» **EXERCISE OBJECTIVE**
Until you reach the line containing "use crate::app::AppContext;", reproduce each line of the listing exactly, please, and include that line as well.

» **INPUT**
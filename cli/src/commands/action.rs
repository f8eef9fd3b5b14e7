//! `switchboard start` / `switchboard stop`: dispatch one action.

use std::process::ExitCode;
use std::time::Duration;

use anyhow::Result;
use clap::Args;

use crate::app::AppContext;
use crate::application::ports::{InstanceCommand, InstanceQuery};
use crate::application::services::dispatcher::DispatchOutcome;
use crate::application::services::engine::Engine;
use crate::application::services::poller::PollOutcome;
use crate::application::services::settle;
use crate::domain::POLL_FAILURE_MESSAGE;
use crate::domain::instance::{Action, InstanceId, TrackedInstance};
use crate::output::reporter::TerminalReporter;
use crate::output::{OutputContext, json, progress};

/// Arguments shared by `start` and `stop`.
#[derive(Args, Debug, Clone)]
pub struct ActionArgs {
    /// Instance ID (e.g. i-0123456789abcdef0)
    pub instance: String,

    /// Keep polling until the instance reaches its target state
    #[arg(long)]
    pub wait: bool,

    /// Give up waiting after this many seconds
    #[arg(long, default_value_t = 300)]
    pub timeout_secs: u64,
}

/// Run a start or stop command.
///
/// The engine must track the target instance; one poll populates the
/// directory before the dispatch.
///
/// # Errors
///
/// Returns an error if a JSON document cannot be serialized.
pub async fn run<Q, C>(
    app: &AppContext,
    engine: &Engine<Q, C>,
    action: Action,
    args: &ActionArgs,
) -> Result<ExitCode>
where
    Q: InstanceQuery,
    C: InstanceCommand,
{
    let id = InstanceId::from(args.instance.as_str());

    if engine.poll().await == PollOutcome::Failed {
        let message = engine
            .error()
            .map_or_else(|| POLL_FAILURE_MESSAGE.to_string(), |e| e.message);
        return fail(app, &message, "POLL_FAILED");
    }

    match engine.dispatch(&id, action).await {
        DispatchOutcome::Sent => {}
        DispatchOutcome::Ignored(reason) => {
            return fail(app, &reason.to_string(), "ACTION_UNAVAILABLE");
        }
        DispatchOutcome::Failed(err) => return fail(app, &err.message, "COMMAND_FAILED"),
    }

    if !args.wait {
        if let Some(entry) = engine.snapshot().get(&id) {
            report(app, entry, &format!("{} requested for {id}", action.label()))?;
        }
        return Ok(ExitCode::SUCCESS);
    }

    let timeout = Duration::from_secs(args.timeout_secs);
    let quiet = OutputContext::new(true, true);
    let reporter = if app.is_json() {
        TerminalReporter::new(&quiet)
    } else if app.output.show_progress() {
        TerminalReporter::with_spinner(
            &app.output,
            progress::spinner(&format!("Waiting for {id} to {action}...")),
        )
    } else {
        TerminalReporter::new(&app.output)
    };

    let settled = settle::wait_until_settled(engine, &id, action, timeout, &reporter).await;
    match settled {
        Ok(entry) => {
            let message = format!("{id} is {}", entry.raw_state());
            match reporter.spinner() {
                Some(pb) => progress::finish_ok(pb, &message),
                None if !app.is_json() => app.output.success(&message),
                None => {}
            }
            if app.is_json() {
                report(app, &entry, &message)?;
            }
            Ok(ExitCode::SUCCESS)
        }
        Err(e) => {
            if let Some(pb) = reporter.spinner() {
                progress::finish_err(pb, "gave up waiting");
            }
            fail(app, &e.to_string(), "WAIT_FAILED")
        }
    }
}

fn report(app: &AppContext, entry: &TrackedInstance, message: &str) -> Result<()> {
    if app.is_json() {
        println!("{}", serde_json::to_string_pretty(&entry.to_status())?);
    } else {
        app.output.success(message);
    }
    Ok(())
}

fn fail(app: &AppContext, message: &str, code: &str) -> Result<ExitCode> {
    if app.is_json() {
        println!("{}", json::format_error(message, code)?);
    } else {
        app.output.error(message);
    }
    Ok(ExitCode::FAILURE)
}
//! Instance domain types: identifiers, reconciled states, and the directory.
//!
//! This module is intentionally free of I/O, async, and external layer imports.

use std::collections::BTreeMap;
use std::fmt;
use std::str::FromStr;
use std::sync::Arc;

use serde::{Deserialize, Serialize};
use switchboard_common::{InstanceStatus, PresentedState};

use crate::domain::error::ValidationError;

// ── Raw state names ──────────────────────────────────────────────────────────

pub const RAW_STOPPED: &str = "stopped";
pub const RAW_RUNNING: &str = "running";
pub const RAW_TERMINATED: &str = "terminated";
pub const RAW_PENDING: &str = "pending";
pub const RAW_STOPPING: &str = "stopping";

/// Tag whose value is used as the display name of an instance.
pub const NAME_TAG: &str = "Name";

// ── Identifiers ──────────────────────────────────────────────────────────────

/// Opaque provider identifier of a compute instance (e.g. `i-0abc...`).
#[derive(Debug, Clone, PartialEq, Eq, PartialOrd, Ord, Hash, Serialize, Deserialize)]
#[serde(transparent)]
pub struct InstanceId(String);

impl InstanceId {
    #[must_use]
    pub fn new(id: impl Into<String>) -> Self {
        Self(id.into())
    }

    #[must_use]
    pub fn as_str(&self) -> &str {
        &self.0
    }
}

impl fmt::Display for InstanceId {
    fn fmt(&self, f: &mut fmt::Formatter<'_>) -> fmt::Result {
        f.write_str(&self.0)
    }
}

impl From<&str> for InstanceId {
    fn from(id: &str) -> Self {
        Self::new(id)
    }
}

impl From<String> for InstanceId {
    fn from(id: String) -> Self {
        Self(id)
    }
}

// ── Actions ──────────────────────────────────────────────────────────────────

/// A user-initiated power action.
#[derive(Debug, Clone, Copy, PartialEq, Eq, Hash)]
pub enum Action {
    Start,
    Stop,
}

impl Action {
    /// Raw state written optimistically while the command is in flight.
    #[must_use]
    pub fn optimistic_raw_state(self) -> &'static str {
        match self {
            Self::Start => RAW_PENDING,
            Self::Stop => RAW_STOPPING,
        }
    }

    #[must_use]
    pub fn label(self) -> &'static str {
        match self {
            Self::Start => "Start",
            Self::Stop => "Stop",
        }
    }
}

impl fmt::Display for Action {
    fn fmt(&self, f: &mut fmt::Formatter<'_>) -> fmt::Result {
        f.write_str(match self {
            Self::Start => "start",
            Self::Stop => "stop",
        })
    }
}

impl FromStr for Action {
    type Err = ValidationError;

    /// Accepts `start`/`stop` in any case, plus the legacy button captions
    /// `Start Server`/`Stop Server`.
    fn from_str(s: &str) -> Result<Self, Self::Err> {
        match s.trim().to_ascii_lowercase().as_str() {
            "start" | "start server" => Ok(Self::Start),
            "stop" | "stop server" => Ok(Self::Stop),
            _ => Err(ValidationError::UnknownAction(s.to_string())),
        }
    }
}

// ── Reconciled state ─────────────────────────────────────────────────────────

/// Local presentation/action state derived from a raw lifecycle state.
#[derive(Debug, Clone, Copy, PartialEq, Eq, Hash)]
pub enum ReconciledState {
    Stopped,
    Running,
    Terminated,
    /// `pending`, `stopping`, and every state this crate does not recognise.
    Transitioning,
}

impl ReconciledState {
    /// The action the control for this state issues, if any.
    #[must_use]
    pub fn action(self) -> Option<Action> {
        match self {
            Self::Stopped => Some(Action::Start),
            Self::Running => Some(Action::Stop),
            Self::Terminated | Self::Transitioning => None,
        }
    }

    #[must_use]
    pub fn label(self) -> &'static str {
        match self {
            Self::Stopped => Action::Start.label(),
            Self::Running => Action::Stop.label(),
            Self::Terminated => "Terminated",
            Self::Transitioning => "Transition",
        }
    }

    #[must_use]
    pub fn is_disabled(self) -> bool {
        self.action().is_none()
    }

    #[must_use]
    pub fn presented(self) -> PresentedState {
        match self {
            Self::Stopped => PresentedState::Stopped,
            Self::Running => PresentedState::Running,
            Self::Terminated => PresentedState::Terminated,
            Self::Transitioning => PresentedState::Transitioning,
        }
    }
}

impl fmt::Display for ReconciledState {
    fn fmt(&self, f: &mut fmt::Formatter<'_>) -> fmt::Result {
        f.write_str(match self {
            Self::Stopped => "stopped",
            Self::Running => "running",
            Self::Terminated => "terminated",
            Self::Transitioning => "transitioning",
        })
    }
}

/// Map a provider lifecycle state to its reconciled state.
///
/// Total: any string outside `stopped`, `running` and `terminated` is
/// `Transitioning`.
#[must_use]
pub fn map_raw_state(raw: &str) -> ReconciledState {
    match raw {
        RAW_STOPPED => ReconciledState::Stopped,
        RAW_RUNNING => ReconciledState::Running,
        RAW_TERMINATED => ReconciledState::Terminated,
        _ => ReconciledState::Transitioning,
    }
}

// ── Records ──────────────────────────────────────────────────────────────────

/// One instance as reported by the query port.
#[derive(Debug, Clone, PartialEq, Eq)]
pub struct RawInstance {
    pub id: InstanceId,
    pub state: String,
    pub tags: BTreeMap<String, String>,
}

/// A provider-defined grouping of instances (an EC2 reservation).
#[derive(Debug, Clone, Default, PartialEq, Eq)]
pub struct InstanceGroup {
    pub instances: Vec<RawInstance>,
}

/// A directory entry. `reconciled` and `is_transitioning` are always derived
/// from `raw_state`.
#[derive(Debug, Clone, PartialEq, Eq)]
pub struct TrackedInstance {
    id: InstanceId,
    raw_state: String,
    reconciled: ReconciledState,
    tags: BTreeMap<String, String>,
    is_transitioning: bool,
}

impl TrackedInstance {
    #[must_use]
    pub fn new(id: InstanceId, raw_state: impl Into<String>, tags: BTreeMap<String, String>) -> Self {
        let raw_state = raw_state.into();
        let reconciled = map_raw_state(&raw_state);
        Self {
            id,
            raw_state,
            reconciled,
            tags,
            is_transitioning: reconciled == ReconciledState::Transitioning,
        }
    }

    /// Same instance with a different raw state.
    #[must_use]
    pub fn with_raw_state(&self, raw_state: &str) -> Self {
        Self::new(self.id.clone(), raw_state, self.tags.clone())
    }

    #[must_use]
    pub fn id(&self) -> &InstanceId {
        &self.id
    }

    #[must_use]
    pub fn raw_state(&self) -> &str {
        &self.raw_state
    }

    #[must_use]
    pub fn reconciled(&self) -> ReconciledState {
        self.reconciled
    }

    #[must_use]
    pub fn tags(&self) -> &BTreeMap<String, String> {
        &self.tags
    }

    #[must_use]
    pub fn is_transitioning(&self) -> bool {
        self.is_transitioning
    }

    #[must_use]
    pub fn name(&self) -> Option<&str> {
        self.tags.get(NAME_TAG).map(String::as_str)
    }

    #[must_use]
    pub fn to_status(&self) -> InstanceStatus {
        InstanceStatus {
            id: self.id.to_string(),
            name: self.name().map(String::from),
            raw_state: self.raw_state.clone(),
            state: self.reconciled.presented(),
            action_label: self.reconciled.label().to_string(),
            disabled: self.reconciled.is_disabled(),
            tags: self.tags.clone(),
        }
    }
}

impl From<RawInstance> for TrackedInstance {
    fn from(raw: RawInstance) -> Self {
        Self::new(raw.id, raw.state, raw.tags)
    }
}

// ── Directory ────────────────────────────────────────────────────────────────

/// Last-known reconciled state per instance, keyed by id.
///
/// Equality is structural and independent of insertion order.
#[derive(Debug, Clone, Default, PartialEq, Eq)]
pub struct Directory {
    entries: BTreeMap<InstanceId, TrackedInstance>,
}

/// Directory snapshot as handed to readers.
pub type Snapshot = Arc<Directory>;

impl Directory {
    #[must_use]
    pub fn get(&self, id: &InstanceId) -> Option<&TrackedInstance> {
        self.entries.get(id)
    }

    pub fn iter(&self) -> impl Iterator<Item = &TrackedInstance> {
        self.entries.values()
    }

    #[must_use]
    pub fn len(&self) -> usize {
        self.entries.len()
    }

    #[must_use]
    pub fn is_empty(&self) -> bool {
        self.entries.is_empty()
    }

    /// Insert or overwrite an entry.
    pub fn upsert(&mut self, instance: TrackedInstance) {
        self.entries.insert(instance.id.clone(), instance);
    }

    #[must_use]
    pub fn to_statuses(&self) -> Vec<InstanceStatus> {
        self.iter().map(TrackedInstance::to_status).collect()
    }
}

impl FromIterator<TrackedInstance> for Directory {
    fn from_iter<I: IntoIterator<Item = TrackedInstance>>(iter: I) -> Self {
        let mut dir = Self::default();
        for instance in iter {
            dir.upsert(instance);
        }
        dir
    }
}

» **OUTPUT FOR THIS EXERCISE**
filename cli/src/commands/action.rs
repository f8eef9fd3b5b14e7
//! `switchboard start` / `switchboard stop`: dispatch one action.

use std::process::ExitCode;
use std::time::Duration;

use anyhow::Result;
use clap::Args;

use crate::app::AppContext;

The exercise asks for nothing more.